Ничего не понимая, сперва Васька, а потом и Леонид заглянули в полутемный предбанник.
На широкой лавке, где обычно сиживали ожидающие очереди, лежал под мокрой простыней Отто Вильгельмович Шульц и с подвывом стонал. А по предбаннику металась разъяренная, с бордовым, как распаренная свекла, лицом Шульчиха и потрясала увесистым кулаком.
— Так и нада, так и нада, старый дурак-к! Плохо сделаль, что совсем не убиль.
Постепенно Леониду и Ваське стала известна причина бурного гнева Шульчихи, плачевного вида Шульца и, как завершение всего, грубого нарушения банного распорядка.
В этот день Отто Вильгельмович Шульц с самого утра находился при Эльзе Андреевне и казался самим совершенством: помогал колоть дрова, носил в большущий железный чан воду, растапливал печи.
Потом куда-то исчез.
Благодарная Эльза Андреевна, посокрушалась немного и перестала: самое трудное было сделано, а потом впервые ли Отто Вильгельмович убегал от нее, чтобы еще до мытья пропустить с дружками стаканчик. Смирилась, не в диво.
Не знала Эльза Андреевна, что супруг находится рядом.

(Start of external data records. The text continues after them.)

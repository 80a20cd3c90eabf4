use assert_cmd::prelude::{CommandCargoExt, OutputAssertExt};
use std::fs;
use std::path::Path;
use std::process::Command;
use tempfile::TempDir;

fn workspace(files: &[(&str, &str)]) -> TempDir {
    let dir = tempfile::tempdir().unwrap();
    for (name, contents) in files {
        let path = dir.path().join(name);
        fs::create_dir_all(path.parent().unwrap()).unwrap();
        fs::write(path, contents).unwrap();
    }
    fs::create_dir_all(dir.path().join("go/src/__python__/sys")).unwrap();
    dir
}

fn pygoc(dir: &Path) -> Command {
    let mut cmd = Command::cargo_bin(env!("CARGO_PKG_NAME")).unwrap();
    cmd.current_dir(dir).env("PYGOC_PATH", dir.join("go"));
    cmd
}

fn compile(dir: &Path, script: &str, args: &[&str]) -> String {
    let output = pygoc(dir).arg(script).args(args).assert().success();
    String::from_utf8(output.get_output().stdout.clone()).unwrap()
}

fn test_fail(dir: &Path, script: &str, stderr: &str) {
    let output = pygoc(dir).arg(script).assert().code(1);
    let err = String::from_utf8(output.get_output().stderr.clone()).unwrap();
    assert!(err.contains(stderr), "{err}");
}

#[test]
fn native_and_source_imports() {
    let dir = workspace(&[
        ("mypkg/__init__.py", ""),
        ("mypkg/main.py", "import sys\nimport mypkg\nimport mypkg.util\n"),
        ("mypkg/util.py", "x = 1\n"),
    ]);
    let code = compile(dir.path(), "mypkg/main.py", &["-m", "mypkg.main"]);
    assert!(code.starts_with("package main\n"));
    assert!(code.contains("\t_ \"__python__/mypkg/util\"\n\t_ \"__python__/sys\"\n)"));
    assert!(!code.contains("\"__python__/mypkg\""));
    assert!(code.contains("πg.RegisterModule(\"mypkg.main\", Code)"));
}

#[test]
fn repeated_string_is_interned_once() {
    let dir = workspace(&[("strings.py", "x = \"a\"; y = \"a\"\n")]);
    let code = compile(dir.path(), "strings.py", &[]);
    assert_eq!(code.matches("πg.InternStr(\"a\")").count(), 1);
    assert_eq!(code.matches("ßa.ToObject())").count(), 2);
}

#[test]
fn for_else_runs_without_break() {
    let dir = workspace(&[("loop.py", "for i in range(3):\n    pass\nelse:\n    flag = 1\n")]);
    let code = compile(dir.path(), "loop.py", &[]);
    let sentinel = code
        .lines()
        .find_map(|l| l.trim().strip_suffix(" = true"))
        .unwrap()
        .to_string();
    assert!(code.contains(&format!("if {sentinel} {{")));
    assert!(!code.contains(&format!("{sentinel} = false")));
    assert!(code.contains("ßflag.ToObject(), πg.NewInt(1).ToObject()"));
}

#[test]
fn output_file_and_determinism() {
    let dir = workspace(&[("m.py", "import sys\nd = {'b': [1, 2], 'a': (3,)}\n")]);
    let first = compile(dir.path(), "m.py", &[]);
    compile(dir.path(), "m.py", &["-o", "m.go"]);
    assert_eq!(fs::read_to_string(dir.path().join("m.go")).unwrap(), first);
}

#[test]
fn recursive_cache_handles_cycles() {
    let dir = workspace(&[("a.py", "import b\n"), ("b.py", "import a\nx = 1\n")]);
    compile(dir.path(), "a.py", &["-r", "--cache", "-v"]);
    let cache = dir.path().join("__pycache__");
    assert!(cache.join("a.pygoc/src/__python__/a/module.go").is_file());
    let b = fs::read_to_string(cache.join("b.pygoc/src/__python__/b/module.go")).unwrap();
    assert!(b.starts_with("package b\n"));
}

#[test]
fn recursion_always_writes_dependencies() {
    let dir = workspace(&[("a.py", "import b\n"), ("b.py", "x = 1\n")]);
    let code = compile(dir.path(), "a.py", &["-r"]);
    assert!(code.starts_with("package a\n"));
    let cache = dir.path().join("__pycache__");
    assert!(cache.join("b.pygoc/src/__python__/b/module.go").is_file());
    assert!(!cache.join("a.pygoc").exists());
}

#[test]
fn fail_native_plain_import() {
    let dir = workspace(&[("n.py", "import __go__.fmt\n")]);
    test_fail(dir.path(), "n.py", "use \"from __go__.xyz import ...\" syntax");
}

#[test]
fn fail_syntax_error() {
    let dir = workspace(&[("bad.py", "def f(:\n    pass\n")]);
    test_fail(dir.path(), "bad.py", "bad.py");
}

#[test]
fn fail_return_outside_function() {
    let dir = workspace(&[("ret.py", "x = 1\nreturn x\n")]);
    test_fail(dir.path(), "ret.py", "ret:2:1: 'return' outside function");
}

#[test]
fn fail_unresolved_import() {
    let dir = workspace(&[("imp.py", "import nowhere\n")]);
    test_fail(dir.path(), "imp.py", "imp:1:1: no module named 'nowhere'");
}

#[test]
fn fail_unsupported_feature() {
    let dir = workspace(&[("gen.py", "def g():\n    yield 1\n")]);
    test_fail(dir.path(), "gen.py", "generators is not supported");
}

#[test]
fn fail_without_search_path() {
    let dir = workspace(&[("m.py", "x = 1\n")]);
    let output = Command::cargo_bin(env!("CARGO_PKG_NAME"))
        .unwrap()
        .current_dir(dir.path())
        .env_remove("PYGOC_PATH")
        .arg("m.py")
        .assert()
        .code(1);
    let err = String::from_utf8(output.get_output().stderr.clone()).unwrap();
    assert!(err.contains("configuration error"), "{err}");
}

С тыльной стороны бани, под застрехой, у Отто Вильгельмовича была спрятана колба со спиртом, и, когда Эльза Андреевна отлучилась зачем-то к Загайнову на склад, он, хоронясь от стороннего глаза, протрусил по снежку к застрехе, торопливо сунул посудину в карман и юркнул в предбанник. Но пить в предбаннике было рискованно — в любой миг могла нагрянуть супруга.
Немного посоображав, Отто Вильгельмович шагнул сперва в моечное отделение, потом для пущей гарантии — в парную, которой из-за отсутствия березовых веников почти не пользовались, особенно женщины.
Откупорив колбу, торопливо глотнул, зажевал засаленным пряникам, что нашелся в кармане. Посидел, подождал, когда затуманится в голове, еще раз глотнул. Потом еще и еще.